"""

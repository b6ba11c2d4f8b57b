//! Read-side cache collaborator.
//!
//! The engine treats the cache as Redis-shaped: JSON documents under
//! string keys with a TTL, plus prefix deletion so one learner's keys
//! can be dropped in a single call. Failures are transient by contract;
//! callers recompute from the store or let TTL expiry catch up.

mod memory;

pub use memory::MemoryCache;

use std::time::Duration;

use async_trait::async_trait;
use serde_json::Value;
use thiserror::Error;

/// Cache failure. Never affects correctness of reads or commits.
#[derive(Debug, Error)]
pub enum CacheError {
    #[error("cache backend error: {0}")]
    Backend(String),

    #[error("cache encoding error: {0}")]
    Encoding(#[from] serde_json::Error),
}

/// Cache backend interface.
#[async_trait]
pub trait Cache: Send + Sync {
    /// Fetch a document, `None` on miss or expiry.
    async fn get(&self, key: &str) -> Result<Option<Value>, CacheError>;

    /// Store a document for `ttl`.
    async fn set(&self, key: &str, value: Value, ttl: Duration) -> Result<(), CacheError>;

    /// Drop one key. Deleting an absent key is not an error.
    async fn delete(&self, key: &str) -> Result<(), CacheError>;

    /// Drop every key starting with `prefix`.
    async fn delete_by_prefix(&self, prefix: &str) -> Result<(), CacheError>;
}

"""

Lines from the one containing "async fn set(&self, key: &str, value: Value, ttl: Duration)" to the last line above, both included: copy these exactly and write nothing else.

> [SOLUTION BELOW]
    async fn set(&self, key: &str, value: Value, ttl: Duration) -> Result<(), CacheError>;

    /// Drop one key. Deleting an absent key is not an error.
    async fn delete(&self, key: &str) -> Result<(), CacheError>;

    /// Drop every key starting with `prefix`.
    async fn delete_by_prefix(&self, prefix: &str) -> Result<(), CacheError>;
}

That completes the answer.